Over the next few weeks you’ll hear a lot of talk about clubs and coaches focusing on themselves. It’s the party line and, as professional football brings you into contact with the media, you learn to toe the line quickly.

I was quite an open person when it came to the press but I didn’t take long to find out that the more interesting I was (or to put that a better way, the more interesting my quotes were) the more they got used. That’s not a complaint. With hindsight it’s extremely obvious.

Make a declaration about promotion in September and people will hold you to it. Start puffing your chest out in March or April and you draw attention to yourself, some of it needless. I don’t think I was ever told by managers, media officers or anyone else what to say in relation to the table, but most of us end up getting bitten on the backside by something we’ve said now and again.

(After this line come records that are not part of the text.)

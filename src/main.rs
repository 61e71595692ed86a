use std::time::Instant;

use rand::rngs::StdRng;
use rand::{Rng, SeedableRng};
use tracing::{info, Level};

use flock_sim::config::SimConfig;
use flock_sim::flock::config::FlockConfig;
use flock_sim::sim::Simulation;
use flock_sim::util::vec3::Vec3;

fn main() -> anyhow::Result<()> {
    // Load .env file if present
    dotenvy::dotenv().ok();

    // Initialize logging
    tracing_subscriber::fmt()
        .with_max_level(Level::INFO)
        .with_target(false)
        .init();

    info!("flock-sim v{}", env!("CARGO_PKG_VERSION"));

    // Load configuration
    let config = SimConfig::load_or_default();
    config.validate().map_err(anyhow::Error::msg)?;
    info!(
        "Configuration loaded: {} boids, {} Hz, {}s, {} obstacles",
        config.boid_count, config.tick_rate, config.duration_secs, config.obstacle_count
    );

    let flock_config = match &config.settings_path {
        Some(path) => {
            info!("Loading flock settings from {}", path);
            FlockConfig::from_json_file(path)?
        }
        None => FlockConfig::default(),
    };

    let mut rng: StdRng = match config.seed {
        Some(seed) => StdRng::seed_from_u64(seed),
        None => StdRng::from_entropy(),
    };

    let mut sim = Simulation::new(flock_config)?;
    sim.spawn_flock(config.spawn_origin, config.boid_count, &mut rng);
    scatter_obstacles(&mut sim, &config, &mut rng);

    let dt = config.dt();
    let total_ticks = config.total_ticks();
    let started = Instant::now();

    for current in 0..total_ticks {
        sim.tick(dt);

        // One stats line per simulated second
        if (current + 1) % config.tick_rate as u64 == 0 {
            let stats = sim.flock_stats();
            info!(
                "t={:>4.0}s speed[{:.0}..{:.0}] mean={:.0} centroid=({:.0}, {:.0}, {:.0}) spread={:.0}",
                (current + 1) as f32 * dt,
                stats.min_speed,
                stats.max_speed,
                stats.mean_speed,
                stats.centroid.x,
                stats.centroid.y,
                stats.centroid.z,
                stats.spread,
            );
        }
    }

    let elapsed = started.elapsed();
    let grid = sim.grid_stats();
    info!(
        "Simulated {} ticks of {} boids in {:.2?} ({:.0} ticks/s); grid: {} cells, max {} per cell",
        total_ticks,
        sim.len(),
        elapsed,
        total_ticks as f64 / elapsed.as_secs_f64(),
        grid.non_empty_cells,
        grid.max_per_cell,
    );

    Ok(())
}

/// Scatter sphere obstacles on a shell around the spawn point
fn scatter_obstacles(sim: &mut Simulation, config: &SimConfig, rng: &mut StdRng) {
    for _ in 0..config.obstacle_count {
        let z: f32 = rng.gen_range(-1.0..=1.0);
        let theta: f32 = rng.gen_range(0.0..std::f32::consts::TAU);
        let ring = (1.0 - z * z).max(0.0).sqrt();
        let direction = Vec3::new(ring * theta.cos(), ring * theta.sin(), z);
        let distance = rng.gen_range(config.world_radius * 0.4..=config.world_radius);
        let radius = rng.gen_range(60.0..=180.0);
        sim.add_obstacle(config.spawn_origin + direction * distance, radius);
    }
    if config.obstacle_count > 0 {
        info!("Placed {} obstacles", config.obstacle_count);
    }
}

Some players make a career out of it.

Brighton and Hove Albion's Glenn Murray scores his side's first goal during the Sky Bet Championship match with Leeds at the AMEX Stadium in December. PIC: Gareth Fuller/PA.Brighton and Hove Albion's Glenn Murray scores his side's first goal during the Sky Bet Championship match with Leeds at the AMEX Stadium in December. PIC: Gareth Fuller/PA.
Brighton and Hove Albion's Glenn Murray scores his side's first goal during the Sky Bet Championship match with Leeds at the AMEX Stadium in December. PIC: Gareth Fuller/PA.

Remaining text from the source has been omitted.